• WORK INSTRUCTIONS
Word for word, transcribe the material below from its first line to the line with "no caching: tenant", both included.

• EXTRACTED DATA
──────

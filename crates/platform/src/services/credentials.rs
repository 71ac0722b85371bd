//! Credential vault: per-tenant Provider credential resolution.
//!
//! Exactly one store read and one decrypt per call, and no caching: tenant
//! admins can rotate credentials at any time, so staleness is unacceptable.
//! Error values describe the failure class only - key material and
//! plaintext never appear in errors or logs.

use async_trait::async_trait;
use sqlx::PgPool;
use thiserror::Error;
use tracing::instrument;

use herba_core::crypto;
use herba_core::{ProviderCredentials, TenantId};

use crate::config::CredentialsKey;
use crate::db::{RepositoryError, TenantRepository};

/// Errors resolving a tenant's Provider credentials.
///
/// All variants are tenant configuration problems (admin-fixable), not
/// client-fixable input problems.
#[derive(Debug, Error)]
pub enum CredentialError {
    /// No such tenant, or the tenant is deactivated.
    #[error("tenant not found or inactive")]
    TenantNotFound,

    /// The tenant has no Provider API key configured.
    #[error("tenant has no Provider API key configured")]
    MissingApiKey,

    /// The tenant has no Provider secret configured.
    #[error("tenant has no Provider secret configured")]
    MissingSecret,

    /// The stored ciphertext could not be decrypted (corrupt data or a
    /// rotated process key).
    #[error("tenant Provider secret could not be decrypted")]
    Decrypt,

    /// The store read failed.
    #[error("database error: {0}")]
    Database(#[from] RepositoryError),
}

/// Source of per-tenant Provider credentials.
///
/// The seam that lets cart/order tests run without a database or a real
/// decryption key.
#[async_trait]
pub trait CredentialSource: Send + Sync {
    /// Resolve and decrypt a tenant's Provider credential pair.
    async fn get_credentials(
        &self,
        tenant_id: &TenantId,
    ) -> Result<ProviderCredentials, CredentialError>;
}

/// Database-backed credential vault.
pub struct CredentialVault {
    pool: PgPool,
    key: CredentialsKey,
}

impl CredentialVault {
    /// Create a vault over the given pool and process-wide key.
    #[must_use]
    pub const fn new(pool: PgPool, key: CredentialsKey) -> Self {
        Self { pool, key }
    }
}

#[async_trait]
impl CredentialSource for CredentialVault {
    #[instrument(skip(self), fields(tenant_id = %tenant_id))]
    async fn get_credentials(
        &self,
        tenant_id: &TenantId,
    ) -> Result<ProviderCredentials, CredentialError> {
        let tenant = TenantRepository::new(&self.pool)
            .get_by_id(tenant_id)
            .await?
            .ok_or(CredentialError::TenantNotFound)?;

        decrypt_tenant_credentials(&self.key, tenant)
    }
}

/// Turn a tenant row into a decrypted credential pair.
fn decrypt_tenant_credentials(
    key: &CredentialsKey,
    tenant: crate::models::Tenant,
) -> Result<ProviderCredentials, CredentialError> {
    if !tenant.is_active {
        return Err(CredentialError::TenantNotFound);
    }

    let api_key = tenant
        .api_key
        .filter(|k| !k.is_empty())
        .ok_or(CredentialError::MissingApiKey)?;

    let ciphertext = tenant
        .secret_key_ciphertext
        .filter(|c| !c.is_empty())
        .ok_or(CredentialError::MissingSecret)?;

    let secret_key = crypto::decrypt_secret(key.as_bytes(), &ciphertext)
        .map_err(|_| CredentialError::Decrypt)?;

    // A pair with an empty secret is never handed out.
    if secret_key.is_empty() {
        return Err(CredentialError::MissingSecret);
    }

    Ok(ProviderCredentials::new(api_key, secret_key))
}

#[cfg(test)]
#[allow(clippy::unwrap_used)]
mod tests {
    use base64::Engine;
    use base64::engine::general_purpose::STANDARD;
    use chrono::Utc;

    use crate::models::Tenant;

    use super::*;

    fn key() -> CredentialsKey {
        let encoded = STANDARD.encode([7u8; 32]);
        CredentialsKey::from_base64("TEST_KEY", &encoded).unwrap()
    }

    fn tenant_row(api_key: Option<&str>, ciphertext: Option<&str>, is_active: bool) -> Tenant {
        Tenant {
            id: TenantId::new("acme"),
            name: "Acme".to_owned(),
            subdomain: "acme".to_owned(),
            custom_domain: None,
            country_code: "DE".to_owned(),
            is_active,
            api_key: api_key.map(str::to_owned),
            secret_key_ciphertext: ciphertext.map(str::to_owned),
            settings: serde_json::json!({}),
            created_at: Utc::now(),
            updated_at: Utc::now(),
        }
    }

    #[test]
    fn valid_row_decrypts_to_pair() {
        let key = key();
        let ciphertext = crypto::encrypt_secret(key.as_bytes(), "sk_live_secret").unwrap();
        let row = tenant_row(Some("pk_live"), Some(&ciphertext), true);

        let creds = decrypt_tenant_credentials(&key, row).unwrap();

        assert_eq!(creds.api_key, "pk_live");
        assert_eq!(creds.expose_secret_key(), "sk_live_secret");
    }

    #[test]
    fn inactive_tenant_reads_as_not_found() {
        let key = key();
        let ciphertext = crypto::encrypt_secret(key.as_bytes(), "sk").unwrap();
        let row = tenant_row(Some("pk"), Some(&ciphertext), false);

        assert!(matches!(
            decrypt_tenant_credentials(&key, row),
            Err(CredentialError::TenantNotFound)
        ));
    }

    #[test]
    fn missing_api_key_is_typed() {
        let row = tenant_row(None, Some("anything"), true);
        assert!(matches!(
            decrypt_tenant_credentials(&key(), row),
            Err(CredentialError::MissingApiKey)
        ));
    }

    #[test]
    fn empty_ciphertext_is_missing_secret() {
        let row = tenant_row(Some("pk"), Some(""), true);
        assert!(matches!(
            decrypt_tenant_credentials(&key(), row),
            Err(CredentialError::MissingSecret)
        ));
    }

    #[test]
    fn corrupt_ciphertext_is_decrypt_failure() {
        let row = tenant_row(Some("pk"), Some("bm90IGEgcmVhbCBjaXBoZXJ0ZXh0IGF0IGFsbA=="), true);
        assert!(matches!(
            decrypt_tenant_credentials(&key(), row),
            Err(CredentialError::Decrypt)
        ));
    }

    #[test]
    fn empty_decrypted_secret_is_never_handed_out() {
        let key = key();
        let ciphertext = crypto::encrypt_secret(key.as_bytes(), "").unwrap();
        let row = tenant_row(Some("pk"), Some(&ciphertext), true);

        assert!(matches!(
            decrypt_tenant_credentials(&key, row),
            Err(CredentialError::MissingSecret)
        ));
    }
}
//! Email address type.

use core::fmt;

use serde::{Deserialize, Serialize};

/// Errors that can occur when parsing an [`Email`].
#[derive(thiserror::Error, Debug, Clone)]
pub enum EmailError {
    /// The input string is empty.
    #[error("email cannot be empty")]
    Empty,
    /// The input string is too long.
    #[error("email must be at most {max} characters")]
    TooLong {
        /// Maximum allowed length.
        max: usize,
    },
    /// The input does not contain an @ symbol.
    #[error("email must contain an @ symbol")]
    MissingAtSymbol,
    /// The local part (before @) is empty.
    #[error("email local part cannot be empty")]
    EmptyLocalPart,
    /// The domain part (after @) is empty.
    #[error("email domain cannot be empty")]
    EmptyDomain,
}

/// An email address.
///
/// Basic structural validation only: a local part and a domain separated by
/// an @ symbol, within the RFC 5321 length limit. Anything stricter belongs
/// to the mail collaborator.
///
/// ## Examples
///
/// ```
/// use herba_core::Email;
///
/// assert!(Email::parse("patient@example.com").is_ok());
/// assert!(Email::parse("no-at-symbol").is_err());
/// ```
#[derive(Debug, Clone, Serialize, Deserialize, PartialEq, Eq, Hash)]
#[serde(transparent)]
pub struct Email(String);

impl Email {
    /// Maximum length of an email address (RFC 5321).
    pub const MAX_LENGTH: usize = 254;

    /// Parse an `Email` from a string.
    ///
    /// # Errors
    ///
    /// Returns an error if the input is empty, longer than 254 characters,
    /// missing an @ symbol, or has an empty local part or domain.
    pub fn parse(s: &str) -> Result<Self, EmailError> {
        if s.is_empty() {
            return Err(EmailError::Empty);
        }

        if s.len() > Self::MAX_LENGTH {
            return Err(EmailError::TooLong {
                max: Self::MAX_LENGTH,
            });
        }

        let at_pos = s.find('@').ok_or(EmailError::MissingAtSymbol)?;

        if at_pos == 0 {
            return Err(EmailError::EmptyLocalPart);
        }

        if at_pos == s.len() - 1 {
            return Err(EmailError::EmptyDomain);
        }

        Ok(Self(s.to_owned()))
    }

    /// Returns the email address as a string slice.
    #[must_use]
    pub fn as_str(&self) -> &str {
        &self.0
    }

    /// Consumes the `Email` and returns its inner string.
    #[must_use]
    pub fn into_inner(self) -> String {
        self.0
    }
}

impl fmt::Display for Email {
    fn fmt(&self, f: &mut fmt::Formatter<'_>) -> fmt::Result {
        write!(f, "{}", self.0)
    }
}

impl std::str::FromStr for Email {
    type Err = EmailError;

    fn from_str(s: &str) -> Result<Self, Self::Err> {
        Self::parse(s)
    }
}

impl AsRef<str> for Email {
    fn as_ref(&self) -> &str {
        &self.0
    }
}

// SQLx support (with postgres feature)
#[cfg(feature = "postgres")]
impl sqlx::Type<sqlx::Postgres> for Email {
    fn type_info() -> sqlx::postgres::PgTypeInfo {
        <String as sqlx::Type<sqlx::Postgres>>::type_info()
    }

    fn compatible(ty: &sqlx::postgres::PgTypeInfo) -> bool {
        <String as sqlx::Type<sqlx::Postgres>>::compatible(ty)
    }
}

#[cfg(feature = "postgres")]
impl<'r> sqlx::Decode<'r, sqlx::Postgres> for Email {
    fn decode(value: sqlx::postgres::PgValueRef<'r>) -> Result<Self, sqlx::error::BoxDynError> {
        let s = <String as sqlx::Decode<sqlx::Postgres>>::decode(value)?;
        // Database values are assumed valid
        Ok(Self(s))
    }
}

#[cfg(feature = "postgres")]
impl sqlx::Encode<'_, sqlx::Postgres> for Email {
    fn encode_by_ref(
        &self,
        buf: &mut sqlx::postgres::PgArgumentBuffer,
    ) -> Result<sqlx::encode::IsNull, sqlx::error::BoxDynError> {
        <String as sqlx::Encode<sqlx::Postgres>>::encode_by_ref(&self.0, buf)
    }
}

#[cfg(test)]
#[allow(clippy::unwrap_used)]
mod tests {
    use super::*;

    #[test]
    fn test_parse_valid_emails() {
        assert!(Email::parse("patient@example.com").is_ok());
        assert!(Email::parse("patient.name+tag@clinic.co.uk").is_ok());
        assert!(Email::parse("a@b.c").is_ok());
    }

    #[test]
    fn test_parse_empty() {
        assert!(matches!(Email::parse(""), Err(EmailError::Empty)));
    }

    #[test]
    fn test_parse_too_long() {
        let long = format!("{}@example.com", "a".repeat(250));
        assert!(matches!(
            Email::parse(&long),
            Err(EmailError::TooLong { .. })
        ));
    }

    #[test]
    fn test_parse_missing_at() {
        assert!(matches!(
            Email::parse("no-at-symbol"),
            Err(EmailError::MissingAtSymbol)
        ));
    }

    #[test]
    fn test_parse_empty_local_part() {
        assert!(matches!(
            Email::parse("@clinic.com"),
            Err(EmailError::EmptyLocalPart)
        ));
    }

    #[test]
    fn test_parse_empty_domain() {
        assert!(matches!(
            Email::parse("patient@"),
            Err(EmailError::EmptyDomain)
        ));
    }

    #[test]
    fn test_serde_roundtrip() {
        let email = Email::parse("patient@example.com").unwrap();
        let json = serde_json::to_string(&email).unwrap();
        assert_eq!(json, "\"patient@example.com\"");

        let parsed: Email = serde_json::from_str(&json).unwrap();
        assert_eq!(parsed, email);
    }
}
//! Tenant management commands.
//!
//! Onboarding, activation, and Provider credential storage. This is the only
//! writer of credential ciphertext: the secret is encrypted here with the
//! process key and the server only ever decrypts.

use base64::Engine;
use base64::engine::general_purpose::STANDARD;
use sqlx::Row;
use uuid::Uuid;

use herba_core::crypto;

use super::CliError;

/// Load the AES-256-GCM key from `PLATFORM_CREDENTIALS_KEY`.
fn credentials_key() -> Result<[u8; 32], CliError> {
    let encoded = std::env::var("PLATFORM_CREDENTIALS_KEY")
        .map_err(|_| CliError::MissingEnvVar("PLATFORM_CREDENTIALS_KEY"))?;

    let bytes = STANDARD
        .decode(&encoded)
        .map_err(|_| CliError::Invalid("PLATFORM_CREDENTIALS_KEY", "not valid base64".into()))?;

    bytes.try_into().map_err(|_| {
        CliError::Invalid("PLATFORM_CREDENTIALS_KEY", "must decode to 32 bytes".into())
    })
}

/// Onboard a new tenant (inactive until credentials are set and it is
/// activated).
///
/// # Errors
///
/// Returns `CliError` if the insert fails (e.g. duplicate subdomain).
pub async fn create(name: &str, subdomain: &str, country: &str) -> Result<(), CliError> {
    let pool = super::connect().await?;
    let id = Uuid::new_v4().to_string();

    sqlx::query(
        "INSERT INTO tenant (id, name, subdomain, country_code, is_active) \
         VALUES ($1, $2, $3, $4, false)",
    )
    .bind(&id)
    .bind(name)
    .bind(subdomain)
    .bind(country)
    .execute(&pool)
    .await?;

    tracing::info!(id = %id, subdomain = %subdomain, "Tenant created (inactive)");
    Ok(())
}

/// List all tenants.
///
/// # Errors
///
/// Returns `CliError` if the query fails.
pub async fn list() -> Result<(), CliError> {
    let pool = super::connect().await?;

    let rows = sqlx::query(
        "SELECT id, name, subdomain, custom_domain, is_active, \
         api_key IS NOT NULL AND secret_key_ciphertext IS NOT NULL AS has_credentials \
         FROM tenant ORDER BY created_at",
    )
    .fetch_all(&pool)
    .await?;

    for row in &rows {
        tracing::info!(
            id = %row.get::<String, _>("id"),
            name = %row.get::<String, _>("name"),
            subdomain = %row.get::<String, _>("subdomain"),
            custom_domain = %row.get::<Option<String>, _>("custom_domain").unwrap_or_default(),
            is_active = row.get::<bool, _>("is_active"),
            has_credentials = row.get::<bool, _>("has_credentials"),
            "tenant"
        );
    }
    tracing::info!("{} tenant(s)", rows.len());
    Ok(())
}

/// Toggle a tenant's activation flag.
///
/// # Errors
///
/// Returns `CliError::TenantNotFound` if no row matches.
pub async fn set_active(id: &str, is_active: bool) -> Result<(), CliError> {
    let pool = super::connect().await?;

    let result = sqlx::query("UPDATE tenant SET is_active = $2, updated_at = now() WHERE id = $1")
        .bind(id)
        .bind(is_active)
        .execute(&pool)
        .await?;

    if result.rows_affected() == 0 {
        return Err(CliError::TenantNotFound(id.to_owned()));
    }

    tracing::info!(id = %id, is_active, "Tenant activation updated");
    Ok(())
}

/// Store a tenant's Provider API key and encrypted secret.
///
/// The plaintext secret exists only in this process; what lands in the
/// database is `base64(nonce || ciphertext)`.
///
/// # Errors
///
/// Returns `CliError` on a missing key, encryption failure, or missing
/// tenant.
pub async fn set_credentials(id: &str, api_key: &str, secret_key: &str) -> Result<(), CliError> {
    if api_key.is_empty() || secret_key.is_empty() {
        return Err(CliError::Invalid(
            "credentials",
            "api key and secret key must be non-empty".into(),
        ));
    }

    // connect() loads .env, which may carry the key
    let pool = super::connect().await?;

    let key = credentials_key()?;
    let ciphertext = crypto::encrypt_secret(&key, secret_key)?;
    let result = sqlx::query(
        "UPDATE tenant SET api_key = $2, secret_key_ciphertext = $3, updated_at = now() \
         WHERE id = $1",
    )
    .bind(id)
    .bind(api_key)
    .bind(&ciphertext)
    .execute(&pool)
    .await?;

    if result.rows_affected() == 0 {
        return Err(CliError::TenantNotFound(id.to_owned()));
    }

    tracing::info!(id = %id, "Provider credentials stored");
    Ok(())
}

──────

• WORKED SOLUTION
filename crates/platform/src/services/credentials.rs
repository 71ac0722b85371bd
//! Credential vault: per-tenant Provider credential resolution.
//!
//! Exactly one store read and one decrypt per call, and no caching: tenant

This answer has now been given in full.